Thermal runaway properties of power cells under tunnel scenarios: Impact of state of charge, capacity, and chemistry

The thermal runaway risk of power cells inside tunnels is non-negligible, particularly considering the dramatic increase in electric vehicles and tunnels with the development of cities, thus an experimental investigation is performed in this research to disclose the thermal runaway properties of power cells at tunnel scenarios; in which, the impact of cell state of charge (SOC), capacity, and chemistry is involved. Power cells demonstrate two times gas/smoke releasing in the thermal runaway process, which occur after the safety valve opening and on the eve of the thermal runaway, respectively. The considerable gases released cause a dramatic decline of visibility inside the tunnel; taking the 40 Ah ternary (NMC) cell with 50 % SOC as the example, its thermal runaway results in an extinction coefficient of ∼ 0.67 m⁻¹, indicating that the walking speed of human within the tunnel lower than that of a blind. It should be noted that the severity would further aggravate at the case with a lower SOC or higher capacity.
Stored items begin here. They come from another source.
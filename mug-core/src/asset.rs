//! Embedded raster assets.
//!
//! Image nodes carry their pixels as a base64 PNG data URI, so a snapshot
//! is self-contained and restoring it never depends on the original upload
//! being available again.

use std::io::Cursor;

use base64::Engine;
use serde::{Deserialize, Serialize};

use crate::error::{CanvasError, CanvasResult};

const DATA_URI_PREFIX: &str = "data:image/png;base64,";

/// A self-contained raster reference for an image node.
#[derive(Debug, Clone, PartialEq, Eq, Serialize, Deserialize)]
pub struct ImageAsset {
    /// Native pixel width.
    pub width: u32,
    /// Native pixel height.
    pub height: u32,
    /// Pixels re-encoded as a `data:image/png;base64,` URI.
    pub data: String,
}

impl ImageAsset {
    /// Decode user-supplied raster bytes and embed them as PNG.
    ///
    /// Accepts any format the `image` crate can sniff (PNG, JPEG, WebP, ...);
    /// the stored form is always PNG.
    ///
    /// # Errors
    ///
    /// Returns [`CanvasError::ImageDecode`] if the bytes are not a readable
    /// image or cannot be re-encoded.
    pub fn from_bytes(bytes: &[u8]) -> CanvasResult<Self> {
        let decoded =
            image::load_from_memory(bytes).map_err(|e| CanvasError::ImageDecode(e.to_string()))?;
        let (width, height) = (decoded.width(), decoded.height());

        let mut png = Cursor::new(Vec::new());
        decoded
            .write_to(&mut png, image::ImageFormat::Png)
            .map_err(|e| CanvasError::ImageDecode(e.to_string()))?;

        let encoded = base64::engine::general_purpose::STANDARD.encode(png.into_inner());
        Ok(Self {
            width,
            height,
            data: format!("{DATA_URI_PREFIX}{encoded}"),
        })
    }

    /// The embedded data URI.
    #[must_use]
    pub fn data_uri(&self) -> &str {
        &self.data
    }

    /// Recover the embedded PNG bytes.
    ///
    /// # Errors
    ///
    /// Returns [`CanvasError::ImageDecode`] if the stored data is not a
    /// valid PNG data URI.
    pub fn png_bytes(&self) -> CanvasResult<Vec<u8>> {
        let payload = self
            .data
            .strip_prefix(DATA_URI_PREFIX)
            .ok_or_else(|| CanvasError::ImageDecode("not a PNG data URI".to_string()))?;
        base64::engine::general_purpose::STANDARD
            .decode(payload)
            .map_err(|e| CanvasError::ImageDecode(e.to_string()))
    }
}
There is an exponential decline between dimensionless temperature rise and dimensionless position for the tunnel ceiling, and the ceiling's maximum temperature rise is found to grow linearly with the increasing the average heat release rate to the power of two-thirds and the tunnel's height to the power of five-thirds. Finally, the smoke and toxic hazards inside the tunnel caused by the LFP cell's thermal runaway are even worse than the NMC cell, due to the considerable amount of smoke released.